Além disso, os gênios são bem menos nerds do que a gente imagina. Como Einstein concebeu a Teoria da Relatividade? O que fez Michelangelo projetar a Capela Sistina? Para Dean Keith Simonton, professor de psicologia da Universidade da Califórnia, um traço em comum entre eles é justamente a versatilidade. Einstein era um conhecido dorminhoco, mas encontrava tempo para tocar Bach e Mozart no violino. Segundo Simonton, Galileu provavelmente identificou os satélites de Júpiter porque gostava de pintar.

 Pesquisadores descobriram um gene que liga a criatividade a surtos de psicose — e ele pode ajudar a explicar casos como a orelha decepada de van Gogh. (Vincent van Gogh/Domínio Público)
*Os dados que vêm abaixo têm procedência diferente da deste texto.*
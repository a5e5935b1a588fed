//! Calibration and measurement session
//!
//! [`MeasurementSession`] owns everything a user builds on top of one loaded
//! image: the calibration, the ordered list of measurements, the pending
//! click, the zoom level and the current selection. Clicks are sequenced by
//! an explicit state enum, so at most one point can ever be pending.

use crate::geometry::{euclidean, first_hit, snap_to_axis, Point};
use crate::measurement::Measurement;
use crate::scale::{parse_reference_distance, Calibration, CalibrationError, ConfirmedScale};
use crate::settings::StyleOverride;
use crate::units::LinearUnit;
use crate::zoom::{anchored_scroll, ImageFrame, Rescale, ZoomConfig, ZoomDirection};
use serde::{Deserialize, Serialize};

#[derive(Debug, Clone, PartialEq, thiserror::Error)]
pub enum SessionError {
    #[error("no image loaded")]
    NoImage,

    #[error("invalid calibration input: {0}")]
    InvalidCalibrationInput(#[from] CalibrationError),
}

pub type SessionResult<T> = Result<T, SessionError>;

#[derive(Debug, Clone, Copy, PartialEq, Eq, Serialize, Deserialize)]
#[serde(rename_all = "snake_case")]
pub enum Mode {
    Calibrating,
    Measuring,
}

/// Click sequencing state
#[derive(Debug, Clone, Copy, PartialEq)]
pub enum ClickState {
    Calibrating { pending: Option<Point> },
    Measuring { pending: Option<Point> },
}

impl ClickState {
    pub fn mode(&self) -> Mode {
        match self {
            ClickState::Calibrating { .. } => Mode::Calibrating,
            ClickState::Measuring { .. } => Mode::Measuring,
        }
    }

    pub fn pending(&self) -> Option<Point> {
        match *self {
            ClickState::Calibrating { pending } | ClickState::Measuring { pending } => pending,
        }
    }

    fn pending_mut(&mut self) -> &mut Option<Point> {
        match self {
            ClickState::Calibrating { pending } | ClickState::Measuring { pending } => pending,
        }
    }
}

impl Default for ClickState {
    fn default() -> Self {
        ClickState::Calibrating { pending: None }
    }
}

/// Reference distance as typed by the user, parsed when calibration confirms
#[derive(Debug, Clone, PartialEq, Serialize, Deserialize)]
pub struct CalibrationInput {
    pub reference_text: String,
    pub unit: LinearUnit,
}

impl Default for CalibrationInput {
    fn default() -> Self {
        Self {
            reference_text: "1.0".to_owned(),
            unit: LinearUnit::Meters,
        }
    }
}

/// What a click did
#[derive(Debug, Clone, PartialEq)]
pub enum ClickOutcome {
    /// First point of a segment is now pending
    PointRecorded(Point),
    Calibrated(ConfirmedScale),
    MeasurementAdded { index: usize, distance: f64 },
}

/// Rubber-band segment from the pending point to the cursor
#[derive(Debug, Clone, Copy, PartialEq)]
pub struct Preview {
    pub start: Point,
    pub end: Point,
    pub snapped: bool,
}

/// Owned copy of the session state handed to exporters
#[derive(Debug, Clone, PartialEq, Serialize, Deserialize)]
pub struct SessionSnapshot {
    pub frame: Option<ImageFrame>,
    pub zoom_level: f64,
    pub mode: Mode,
    pub calibration: Calibration,
    pub measurements: Vec<Measurement>,
}

impl SessionSnapshot {
    pub fn zoom_percent(&self) -> u32 {
        (self.zoom_level * 100.0).round() as u32
    }

    pub fn display_size(&self) -> Option<(u32, u32)> {
        self.frame.map(|frame| frame.display_size(self.zoom_level))
    }

    /// Unit the stored distances are in; meters before calibration
    pub fn calibration_unit(&self) -> LinearUnit {
        self.calibration.unit().unwrap_or_default()
    }
}

#[derive(Debug, Clone)]
pub struct MeasurementSession {
    frame: Option<ImageFrame>,
    zoom_config: ZoomConfig,
    zoom_level: f64,
    state: ClickState,
    input: CalibrationInput,
    calibration: Calibration,
    measurements: Vec<Measurement>,
    selected: Option<usize>,
    new_measurement_style: StyleOverride,
}

impl Default for MeasurementSession {
    fn default() -> Self {
        Self::new()
    }
}

impl MeasurementSession {
    pub fn new() -> Self {
        Self::with_zoom_config(ZoomConfig::default())
    }

    pub fn with_zoom_config(zoom_config: ZoomConfig) -> Self {
        Self {
            frame: None,
            zoom_config,
            zoom_level: 1.0,
            state: ClickState::default(),
            input: CalibrationInput::default(),
            calibration: Calibration::new(),
            measurements: Vec::new(),
            selected: None,
            new_measurement_style: StyleOverride::default(),
        }
    }

    /// Install a freshly decoded image, discarding all work on the previous one
    pub fn load_image(&mut self, frame: ImageFrame) {
        log::debug!(
            "loaded {}x{} image, base scale {:.4}",
            frame.width,
            frame.height,
            frame.base_scale
        );
        self.frame = Some(frame);
        self.zoom_level = 1.0;
        self.reset_calibration();
    }

    pub fn frame(&self) -> Option<&ImageFrame> {
        self.frame.as_ref()
    }

    pub fn zoom_level(&self) -> f64 {
        self.zoom_level
    }

    pub fn zoom_config(&self) -> &ZoomConfig {
        &self.zoom_config
    }

    pub fn display_size(&self) -> Option<(u32, u32)> {
        self.frame.map(|frame| frame.display_size(self.zoom_level))
    }

    pub fn mode(&self) -> Mode {
        self.state.mode()
    }

    pub fn state(&self) -> ClickState {
        self.state
    }

    pub fn pending(&self) -> Option<Point> {
        self.state.pending()
    }

    pub fn calibration(&self) -> &Calibration {
        &self.calibration
    }

    pub fn calibration_input(&self) -> &CalibrationInput {
        &self.input
    }

    pub fn set_calibration_input(&mut self, reference_text: impl Into<String>, unit: LinearUnit) {
        self.input = CalibrationInput {
            reference_text: reference_text.into(),
            unit,
        };
    }

    pub fn measurements(&self) -> &[Measurement] {
        &self.measurements
    }

    pub fn selected(&self) -> Option<usize> {
        self.selected
    }

    /// Style copied onto every measurement added from now on
    pub fn set_new_measurement_style(&mut self, style: StyleOverride) {
        self.new_measurement_style = style;
    }

    pub fn new_measurement_style(&self) -> StyleOverride {
        self.new_measurement_style
    }

    /// Feed one click at canvas position `point`
    ///
    /// With `snap` set and a point pending, the click is constrained to the
    /// horizontal or vertical axis through the pending point.
    pub fn click(&mut self, point: Point, snap: bool) -> SessionResult<ClickOutcome> {
        if self.frame.is_none() {
            return Err(SessionError::NoImage);
        }

        let point = match (snap, self.state.pending()) {
            (true, Some(start)) => snap_to_axis(start, point),
            _ => point,
        };

        match self.state {
            ClickState::Calibrating { pending: None } | ClickState::Measuring { pending: None } => {
                *self.state.pending_mut() = Some(point);
                log::debug!("{:?}: first point at ({:.1}, {:.1})", self.mode(), point.x, point.y);
                Ok(ClickOutcome::PointRecorded(point))
            }
            ClickState::Calibrating { pending: Some(start) } => self.finish_calibration(start, point),
            ClickState::Measuring { pending: Some(start) } => Ok(self.finish_measurement(start, point)),
        }
    }

    fn finish_calibration(&mut self, start: Point, end: Point) -> SessionResult<ClickOutcome> {
        self.state = ClickState::Calibrating { pending: None };

        let confirmed = parse_reference_distance(&self.input.reference_text).and_then(|reference| {
            self.calibration
                .confirm(start, end, reference, self.input.unit, self.zoom_level)
                .copied()
        });

        match confirmed {
            Ok(scale) => {
                self.state = ClickState::Measuring { pending: None };
                Ok(ClickOutcome::Calibrated(scale))
            }
            Err(err) => {
                log::warn!("calibration rejected: {err}");
                self.calibration.clear();
                Err(err.into())
            }
        }
    }

    fn finish_measurement(&mut self, start: Point, end: Point) -> ClickOutcome {
        let distance = self.calibration.pixel_to_real(euclidean(start, end), self.zoom_level);
        let mut measurement = Measurement::new(start, end, distance);
        measurement.style = self.new_measurement_style;
        self.measurements.push(measurement);
        self.state = ClickState::Measuring { pending: None };
        self.selected = None;

        let index = self.measurements.len() - 1;
        log::debug!("measurement {} added: {distance:.3}", index + 1);
        ClickOutcome::MeasurementAdded { index, distance }
    }

    /// Segment to draw while a point is pending
    pub fn preview(&self, cursor: Point, snap: bool) -> Option<Preview> {
        let start = self.state.pending()?;
        let end = if snap { snap_to_axis(start, cursor) } else { cursor };
        Some(Preview { start, end, snapped: snap })
    }

    /// Drop the pending point, if any
    pub fn cancel(&mut self) -> bool {
        self.state.pending_mut().take().is_some()
    }

    /// Remove the most recent measurement
    pub fn undo(&mut self) -> Option<Measurement> {
        let removed = self.measurements.pop()?;
        self.selected = None;
        log::debug!("undo removed measurement {}", self.measurements.len() + 1);
        Some(removed)
    }

    pub fn reset_calibration(&mut self) {
        self.calibration.clear();
        self.measurements.clear();
        self.state = ClickState::Calibrating { pending: None };
        self.selected = None;
    }

    /// Remove every measurement but keep the calibration
    pub fn clear_measurements(&mut self) {
        self.measurements.clear();
        *self.state.pending_mut() = None;
        self.selected = None;
    }

    pub fn delete_measurement(&mut self, index: usize) -> bool {
        if index >= self.measurements.len() {
            return false;
        }
        self.measurements.remove(index);
        self.selected = None;
        true
    }

    /// Hit-test `point` against the measurements and remember the result
    pub fn select_at(&mut self, point: Point) -> Option<usize> {
        self.selected = first_hit(point, self.measurements.iter().map(|m| (m.start(), m.end())));
        self.selected
    }

    pub fn customize_measurement(&mut self, index: usize, style: StyleOverride) -> bool {
        match self.measurements.get_mut(index) {
            Some(measurement) => {
                measurement.style = measurement.style.merged(style);
                true
            }
            None => false,
        }
    }

    /// Change the zoom level, rescaling every stored point
    ///
    /// Returns the factor applied, or `None` when nothing changed.
    pub fn set_zoom(&mut self, zoom_level: f64) -> Option<f64> {
        self.frame?;
        let new_level = self.zoom_config.clamp(zoom_level);
        if new_level == self.zoom_level || !new_level.is_finite() {
            return None;
        }

        let factor = new_level / self.zoom_level;
        self.calibration.rescale(factor);
        self.state.pending_mut().rescale(factor);
        self.measurements.rescale(factor);
        log::debug!("zoom {:.2} -> {:.2}", self.zoom_level, new_level);
        self.zoom_level = new_level;
        Some(factor)
    }

    pub fn zoom_in(&mut self) -> Option<f64> {
        self.set_zoom(self.zoom_config.stepped(self.zoom_level, ZoomDirection::In))
    }

    pub fn zoom_out(&mut self) -> Option<f64> {
        self.set_zoom(self.zoom_config.stepped(self.zoom_level, ZoomDirection::Out))
    }

    pub fn reset_zoom(&mut self) -> Option<f64> {
        self.set_zoom(1.0)
    }

    /// Step the zoom towards the pointer
    ///
    /// `pointer` is the pointer position inside the window and `scroll` the
    /// current scroll offset. Returns the scroll offset that keeps the canvas
    /// pixel under the pointer in place, or `None` when the zoom did not change.
    pub fn wheel_zoom(&mut self, direction: ZoomDirection, pointer: Point, scroll: Point) -> Option<Point> {
        let target = self.zoom_config.stepped(self.zoom_level, direction);
        let factor = self.set_zoom(target)?;
        Some(Point::new(
            anchored_scroll(scroll.x, pointer.x, factor),
            anchored_scroll(scroll.y, pointer.y, factor),
        ))
    }

    pub fn snapshot(&self) -> SessionSnapshot {
        SessionSnapshot {
            frame: self.frame,
            zoom_level: self.zoom_level,
            mode: self.mode(),
            calibration: self.calibration.clone(),
            measurements: self.measurements.clone(),
        }
    }
}
//! Calibration and the pixel/real-world scale model
//!
//! A calibration ties a drawn pixel segment to a known real distance. The
//! scale is stored normalized to zoom 1.0 (`base_scale_factor`) so it never
//! changes when the canvas is rescaled; the effective scale at any zoom is
//! derived on demand.

use crate::geometry::{euclidean, Point};
use crate::units::LinearUnit;
use crate::zoom::Rescale;
use serde::{Deserialize, Serialize};

/// Error types for calibration confirmation
#[derive(Debug, Clone, PartialEq, thiserror::Error)]
pub enum CalibrationError {
    #[error("reference distance is not a number: {0:?}")]
    NotANumber(String),

    #[error("reference distance must be positive, got {0}")]
    NotPositive(f64),
}

pub type CalibrationResult<T> = Result<T, CalibrationError>;

/// Parse user-entered reference distance text
pub fn parse_reference_distance(text: &str) -> CalibrationResult<f64> {
    let value: f64 = text
        .trim()
        .parse()
        .map_err(|_| CalibrationError::NotANumber(text.to_owned()))?;
    validate_reference_distance(value)
}

fn validate_reference_distance(value: f64) -> CalibrationResult<f64> {
    // NaN fails the comparison too
    if value > 0.0 && value.is_finite() {
        Ok(value)
    } else {
        Err(CalibrationError::NotPositive(value))
    }
}

/// A confirmed pixels-per-unit scale
#[derive(Debug, Clone, Copy, PartialEq, Serialize, Deserialize)]
pub struct ConfirmedScale {
    /// Known real distance of the calibration segment
    pub reference_distance: f64,
    /// Unit the reference distance (and every measurement) is expressed in
    pub unit: LinearUnit,
    /// Pixels per unit at the zoom level active during confirmation
    pub scale_factor: f64,
    /// Pixels per unit at zoom 1.0
    pub base_scale_factor: f64,
    /// Zoom level active during confirmation
    pub zoom_level: f64,
}

impl ConfirmedScale {
    /// Pixels per unit at `zoom_level`
    pub fn current_scale_factor(&self, zoom_level: f64) -> f64 {
        self.base_scale_factor * zoom_level
    }

    /// Effective scale, or `None` when it cannot be divided by
    pub fn usable_scale_factor(&self, zoom_level: f64) -> Option<f64> {
        let scale = self.current_scale_factor(zoom_level);
        (scale > 0.0 && scale.is_finite()).then_some(scale)
    }

    pub fn is_degenerate(&self) -> bool {
        !(self.base_scale_factor > 0.0 && self.base_scale_factor.is_finite())
    }
}

/// Compute a scale from two canvas points and the distance between them
///
/// Coincident points are accepted and produce a zero scale; every later
/// conversion through it yields 0.
pub fn confirm_calibration(
    p1: Point,
    p2: Point,
    reference_distance: f64,
    unit: LinearUnit,
    zoom_level: f64,
) -> CalibrationResult<ConfirmedScale> {
    let reference_distance = validate_reference_distance(reference_distance)?;
    let pixel_distance = euclidean(p1, p2);
    let scale_factor = pixel_distance / reference_distance;
    let base_scale_factor = if zoom_level > 0.0 {
        scale_factor / zoom_level
    } else {
        0.0
    };

    if pixel_distance == 0.0 {
        log::warn!("calibration points coincide, all distances will read as 0");
    }

    Ok(ConfirmedScale {
        reference_distance,
        unit,
        scale_factor,
        base_scale_factor,
        zoom_level,
    })
}

/// Calibration state: zero or two drawn points plus an optional confirmed scale
#[derive(Debug, Clone, Default, PartialEq, Serialize, Deserialize)]
pub struct Calibration {
    points: Option<[Point; 2]>,
    scale: Option<ConfirmedScale>,
}

impl Calibration {
    pub fn new() -> Self {
        Self::default()
    }

    /// Store the two drawn points and confirm them in one step
    ///
    /// On failure the calibration is left empty.
    pub fn confirm(
        &mut self,
        p1: Point,
        p2: Point,
        reference_distance: f64,
        unit: LinearUnit,
        zoom_level: f64,
    ) -> CalibrationResult<&ConfirmedScale> {
        match confirm_calibration(p1, p2, reference_distance, unit, zoom_level) {
            Ok(scale) => {
                log::info!(
                    "calibrated {reference_distance} {unit} at zoom {zoom_level}: {:.4} px/{}",
                    scale.base_scale_factor,
                    unit.abbreviation()
                );
                self.points = Some([p1, p2]);
                Ok(&*self.scale.insert(scale))
            }
            Err(err) => {
                self.clear();
                Err(err)
            }
        }
    }

    pub fn clear(&mut self) {
        self.points = None;
        self.scale = None;
    }

    pub fn is_confirmed(&self) -> bool {
        self.scale.is_some()
    }

    pub fn points(&self) -> Option<[Point; 2]> {
        self.points
    }

    pub fn scale(&self) -> Option<&ConfirmedScale> {
        self.scale.as_ref()
    }

    pub fn unit(&self) -> Option<LinearUnit> {
        self.scale.map(|s| s.unit)
    }

    pub fn base_scale_factor(&self) -> Option<f64> {
        self.scale.map(|s| s.base_scale_factor)
    }

    pub fn current_scale_factor(&self, zoom_level: f64) -> Option<f64> {
        self.scale.map(|s| s.current_scale_factor(zoom_level))
    }

    /// Convert a canvas pixel length to a real distance in the calibration unit
    pub fn pixel_to_real(&self, pixel_distance: f64, zoom_level: f64) -> f64 {
        self.scale
            .and_then(|s| s.usable_scale_factor(zoom_level))
            .map_or(0.0, |scale| pixel_distance / scale)
    }

    /// Convert a real distance in the calibration unit to canvas pixels
    pub fn real_to_pixel(&self, real_distance: f64, zoom_level: f64) -> f64 {
        self.scale
            .map_or(0.0, |s| real_distance * s.current_scale_factor(zoom_level))
    }

    /// Real-world offset of a canvas point from the canvas origin on each axis
    pub fn pixel_point_to_real(&self, point: Point, zoom_level: f64) -> Option<(f64, f64)> {
        let scale = self.scale?.usable_scale_factor(zoom_level)?;
        Some((point.x / scale, point.y / scale))
    }

    pub fn status_text(&self) -> String {
        match &self.scale {
            Some(scale) => format!("Calibrated: {} {}", scale.reference_distance, scale.unit),
            None => "Not calibrated".to_owned(),
        }
    }
}

/// Moves the drawn calibration line; the confirmed scale is zoom-independent
impl Rescale for Calibration {
    fn rescale(&mut self, factor: f64) {
        if let Some(points) = self.points.as_mut() {
            points.rescale(factor);
        }
    }
}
Quer dizer: é nessas horas de lazer que os insights acontecem. “As melhores ideias não vêm quando estamos focados nelas”, diz o psicólogo Barry Kaufman, autor do livro (Un)gifted — Intelligence Redefined (ainda sem tradução no português). Não há dúvidas de que Einstein, por exemplo, dominava os conceitos técnicos da física. Mas o que fez dele o maior gênio da ciência foi uma característica diferente: a criatividade que o fez enxergar a matéria e a energia como duas faces da mesma moeda. Em 1999, o psicólogo Jonathan Plucker, professor da Universidade de Connecticut, provou que um dos testes aplicados para desvendar o potencial criativo das pessoas, chamado de Torrance, era três vezes mais eficaz do que os testes de QI para prever realizações criativas na vida adulta. Mas como funciona essa criatividade? O time da psicóloga Shelley Carson, de Harvard, constatou que os gênios têm uma cognição aberta ao estranho, estímulos que geralmente são barrados ou passam despercebidos pela maioria. Aliada à alta capacidade de trabalho e à inteligência, essa habilidade de aceitar o novo forma as bases cognitivas para o momento “a-ha”, o estalo que pode virar uma revolução.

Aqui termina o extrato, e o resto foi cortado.